Dataset excerpts:
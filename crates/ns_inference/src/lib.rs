use std::fmt;
use std::time::Duration;

pub mod models;
pub mod scorer;

pub use models::create_model;
pub use scorer::SentimentScorer;

pub const MODEL_ENV: &str = "NS_SENTIMENT_MODEL";
pub const MODEL_URL_ENV: &str = "NS_SENTIMENT_URL";
pub const MODEL_ID_ENV: &str = "NS_SENTIMENT_MODEL_ID";
pub const API_TOKEN_ENV: &str = "HF_API_TOKEN";

#[derive(Clone)]
pub struct InferenceConfig {
    /// Which model backend to build: `lexicon` or `huggingface`.
    pub model_name: Option<String>,
    pub model_url: Option<String>,
    /// Remote model identifier, e.g. a Hugging Face repository name.
    pub model_id: Option<String>,
    pub api_key: Option<String>,
    pub timeout: Duration,
}

impl fmt::Debug for InferenceConfig {
    fn fmt(&self, f: &mut fmt::Formatter<'_>) -> fmt::Result {
        f.debug_struct("InferenceConfig")
            .field("model_name", &self.model_name)
            .field("model_url", &self.model_url)
            .field("model_id", &self.model_id)
            .field("api_key", &self.api_key.as_deref().map(|_| "<redacted>"))
            .field("timeout", &self.timeout)
            .finish()
    }
}

impl Default for InferenceConfig {
    fn default() -> Self {
        Self {
            model_name: None,
            model_url: None,
            model_id: None,
            api_key: None,
            timeout: Duration::from_secs(30),
        }
    }
}

impl InferenceConfig {
    pub fn from_env() -> Self {
        let var = |name: &str| std::env::var(name).ok().filter(|v| !v.trim().is_empty());
        Self {
            model_name: var(MODEL_ENV),
            model_url: var(MODEL_URL_ENV),
            model_id: var(MODEL_ID_ENV),
            api_key: var(API_TOKEN_ENV),
            ..Self::default()
        }
    }
}

pub mod prelude {
    pub use super::models::create_model;
    pub use super::scorer::SentimentScorer;
    pub use super::InferenceConfig;
    pub use ns_core::{Classification, Error, Result, Sentiment, SentimentLabel, SentimentModel};
}
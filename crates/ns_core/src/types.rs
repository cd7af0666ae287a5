use chrono::{DateTime, Utc};
use serde::{Deserialize, Serialize};

#[derive(Debug, Clone, PartialEq, Serialize, Deserialize)]
pub struct Article {
    pub publisher_name: String,
    pub published_at: DateTime<Utc>,
    /// Empty when the feed had no description for this article.
    pub description: String,
    pub title: String,
    pub url: String,
}

/// One page of articles plus the feed's reported total for the whole search.
#[derive(Debug, Clone, Default, PartialEq)]
pub struct FeedPage {
    pub articles: Vec<Article>,
    pub total_available: u64,
}

#[derive(Debug, Clone, PartialEq, Serialize, Deserialize)]
pub struct ScoredArticle {
    #[serde(flatten)]
    pub article: Article,
    /// `None` when the article could not be scored.
    pub sentiment: Option<f32>,
}

/// Rows of scored articles, in feed order.
#[derive(Debug, Clone, Default, PartialEq, Serialize, Deserialize)]
pub struct AnalysisResult {
    pub records: Vec<ScoredArticle>,
    pub total_available: u64,
}

impl AnalysisResult {
    pub fn len(&self) -> usize {
        self.records.len()
    }

    pub fn is_empty(&self) -> bool {
        self.records.is_empty()
    }

    /// Number of rows whose sentiment is absent.
    pub fn unscored(&self) -> usize {
        self.records.iter().filter(|r| r.sentiment.is_none()).count()
    }
}
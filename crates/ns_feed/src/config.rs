use std::fmt;
use std::str::FromStr;
use std::time::Duration;

use ns_core::{Error, Result};
use url::Url;

pub const DEFAULT_BASE_URL: &str = "https://newsapi.org/v2/everything";
pub const DEFAULT_CREDENTIAL_ENV: &str = "NEWS_API_KEY";

/// Order the feed is asked to return results in.
#[derive(Debug, Clone, Copy, PartialEq, Eq, Default)]
pub enum SortPolicy {
    #[default]
    Relevancy,
    Popularity,
    PublishedAt,
}

impl SortPolicy {
    pub fn as_param(self) -> &'static str {
        match self {
            SortPolicy::Relevancy => "relevancy",
            SortPolicy::Popularity => "popularity",
            SortPolicy::PublishedAt => "publishedAt",
        }
    }
}

impl fmt::Display for SortPolicy {
    fn fmt(&self, f: &mut fmt::Formatter<'_>) -> fmt::Result {
        f.write_str(self.as_param())
    }
}

impl FromStr for SortPolicy {
    type Err = Error;

    fn from_str(s: &str) -> Result<Self> {
        match s.to_lowercase().as_str() {
            "relevancy" | "relevance" => Ok(SortPolicy::Relevancy),
            "popularity" => Ok(SortPolicy::Popularity),
            "publishedat" | "published" => Ok(SortPolicy::PublishedAt),
            other => Err(Error::Config(format!("unknown sort policy: {}", other))),
        }
    }
}

/// Where a credential may come from.
#[derive(Debug, Clone, Copy, PartialEq, Eq, Default)]
pub enum CredentialPolicy {
    /// Use the configured key when present, otherwise the environment.
    #[default]
    ExplicitOrEnv,
    /// Ignore any configured key and read the environment only.
    EnvOnly,
}

#[derive(Clone)]
pub struct FeedConfig {
    pub base_url: Url,
    pub api_key: Option<String>,
    pub credential_env: String,
    pub credential_policy: CredentialPolicy,
    pub sort_by: SortPolicy,
    pub language: String,
    pub search_in: String,
    pub page_size: Option<u32>,
    pub timeout: Duration,
}

impl fmt::Debug for FeedConfig {
    fn fmt(&self, f: &mut fmt::Formatter<'_>) -> fmt::Result {
        f.debug_struct("FeedConfig")
            .field("base_url", &self.base_url.as_str())
            .field("api_key", &self.api_key.as_deref().map(|_| "<redacted>"))
            .field("credential_env", &self.credential_env)
            .field("credential_policy", &self.credential_policy)
            .field("sort_by", &self.sort_by)
            .field("language", &self.language)
            .field("search_in", &self.search_in)
            .field("page_size", &self.page_size)
            .field("timeout", &self.timeout)
            .finish()
    }
}

impl Default for FeedConfig {
    fn default() -> Self {
        Self {
            base_url: Url::parse(DEFAULT_BASE_URL).expect("default feed URL is valid"),
            api_key: None,
            credential_env: DEFAULT_CREDENTIAL_ENV.to_string(),
            credential_policy: CredentialPolicy::default(),
            sort_by: SortPolicy::default(),
            language: "en".to_string(),
            search_in: "title".to_string(),
            page_size: None,
            timeout: Duration::from_secs(30),
        }
    }
}

impl FeedConfig {
    pub fn with_base_url(mut self, url: &str) -> Result<Self> {
        self.base_url =
            Url::parse(url).map_err(|e| Error::Config(format!("invalid feed URL {}: {}", url, e)))?;
        Ok(self)
    }

    pub fn with_api_key(mut self, key: Option<String>) -> Self {
        self.api_key = key;
        self
    }

    pub fn with_credential_env(mut self, name: impl Into<String>) -> Self {
        self.credential_env = name.into();
        self
    }

    pub fn with_credential_policy(mut self, policy: CredentialPolicy) -> Self {
        self.credential_policy = policy;
        self
    }

    pub fn with_sort(mut self, sort_by: SortPolicy) -> Self {
        self.sort_by = sort_by;
        self
    }

    pub fn with_page_size(mut self, page_size: Option<u32>) -> Self {
        self.page_size = page_size;
        self
    }

    pub fn with_timeout(mut self, timeout: Duration) -> Self {
        self.timeout = timeout;
        self
    }
}

#[cfg(test)]
mod tests {
    use super::*;

    #[test]
    fn test_defaults_match_newsapi() {
        let config = FeedConfig::default();
        assert_eq!(config.base_url.as_str(), DEFAULT_BASE_URL);
        assert_eq!(config.sort_by, SortPolicy::Relevancy);
        assert_eq!(config.language, "en");
        assert_eq!(config.search_in, "title");
        assert_eq!(config.credential_policy, CredentialPolicy::ExplicitOrEnv);
    }

    #[test]
    fn test_debug_redacts_api_key() {
        let config = FeedConfig::default().with_api_key(Some("secret-key".to_string()));
        let printed = format!("{:?}", config);
        assert!(!printed.contains("secret-key"));
        assert!(printed.contains("<redacted>"));
    }

    #[test]
    fn test_sort_policy_parsing() {
        assert_eq!("popularity".parse::<SortPolicy>().unwrap(), SortPolicy::Popularity);
        assert_eq!("relevance".parse::<SortPolicy>().unwrap(), SortPolicy::Relevancy);
        assert_eq!("publishedAt".parse::<SortPolicy>().unwrap(), SortPolicy::PublishedAt);
        assert!("random".parse::<SortPolicy>().is_err());
    }

    #[test]
    fn test_invalid_base_url_is_config_error() {
        let result = FeedConfig::default().with_base_url("not a url");
        assert!(matches!(result, Err(Error::Config(_))));
    }
}
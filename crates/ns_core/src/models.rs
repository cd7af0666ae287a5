use std::fmt;

use async_trait::async_trait;
use serde::{Deserialize, Serialize};

use crate::Result;

#[derive(Debug, Clone, Copy, PartialEq, Eq, Serialize, Deserialize)]
#[serde(rename_all = "UPPERCASE")]
pub enum SentimentLabel {
    Positive,
    Negative,
}

/// A classifier's verdict for one text.
#[derive(Debug, Clone, Copy, PartialEq, Serialize, Deserialize)]
pub struct Classification {
    pub label: SentimentLabel,
    /// In `[0, 1]`.
    pub confidence: f32,
}

impl Classification {
    pub fn new(label: SentimentLabel, confidence: f32) -> Self {
        Self { label, confidence }
    }

    /// Confidence signed by polarity: POSITIVE 0.87 is `0.87`, NEGATIVE 0.62 is `-0.62`.
    pub fn signed_score(&self) -> f32 {
        match self.label {
            SentimentLabel::Positive => self.confidence,
            SentimentLabel::Negative => -self.confidence,
        }
    }
}

/// Per-text outcome of a batch scoring call.
#[derive(Debug, Clone, PartialEq)]
pub enum Sentiment {
    Scored(f32),
    Failed(String),
}

impl Sentiment {
    pub fn value(&self) -> Option<f32> {
        match self {
            Sentiment::Scored(score) => Some(*score),
            Sentiment::Failed(_) => None,
        }
    }

    pub fn is_failed(&self) -> bool {
        matches!(self, Sentiment::Failed(_))
    }
}

#[async_trait]
pub trait SentimentModel: Send + Sync + fmt::Debug {
    fn name(&self) -> &str;

    /// Classify a single text.
    async fn classify(&self, text: &str) -> Result<Classification>;
}

#[cfg(test)]
mod tests {
    use super::*;

    #[test]
    fn test_signed_score_follows_label() {
        let positive = Classification::new(SentimentLabel::Positive, 0.87);
        assert_eq!(positive.signed_score(), 0.87);

        let negative = Classification::new(SentimentLabel::Negative, 0.62);
        assert_eq!(negative.signed_score(), -0.62);
    }

    #[test]
    fn test_failed_sentiment_has_no_value() {
        assert_eq!(Sentiment::Scored(0.5).value(), Some(0.5));
        assert_eq!(Sentiment::Failed("boom".to_string()).value(), None);
        assert!(Sentiment::Failed(String::new()).is_failed());
    }
}
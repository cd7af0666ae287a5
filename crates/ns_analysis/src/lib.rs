pub mod chain;
pub mod report;

pub use chain::AnalysisChain;
pub use report::{
    daily_breakdown, source_distribution, summarize, DailySentiment, Polarity, Report, SourceShare,
};

pub mod prelude {
    pub use super::chain::AnalysisChain;
    pub use super::report::{summarize, Report};
    pub use ns_core::{AnalysisResult, ArticleSource, Error, Query, Result, ScoredArticle};
    pub use ns_inference::SentimentScorer;
}
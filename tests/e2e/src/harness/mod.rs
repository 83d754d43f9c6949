//! Test harness

mod host;

pub use db_manager::TestOntologyDb;
pub use host::TestHost;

§ **Exercise instructions**
Looking at the records above, in how many lines does the word "secret" occur? Reply with the number alone.

§ **Task answer**
2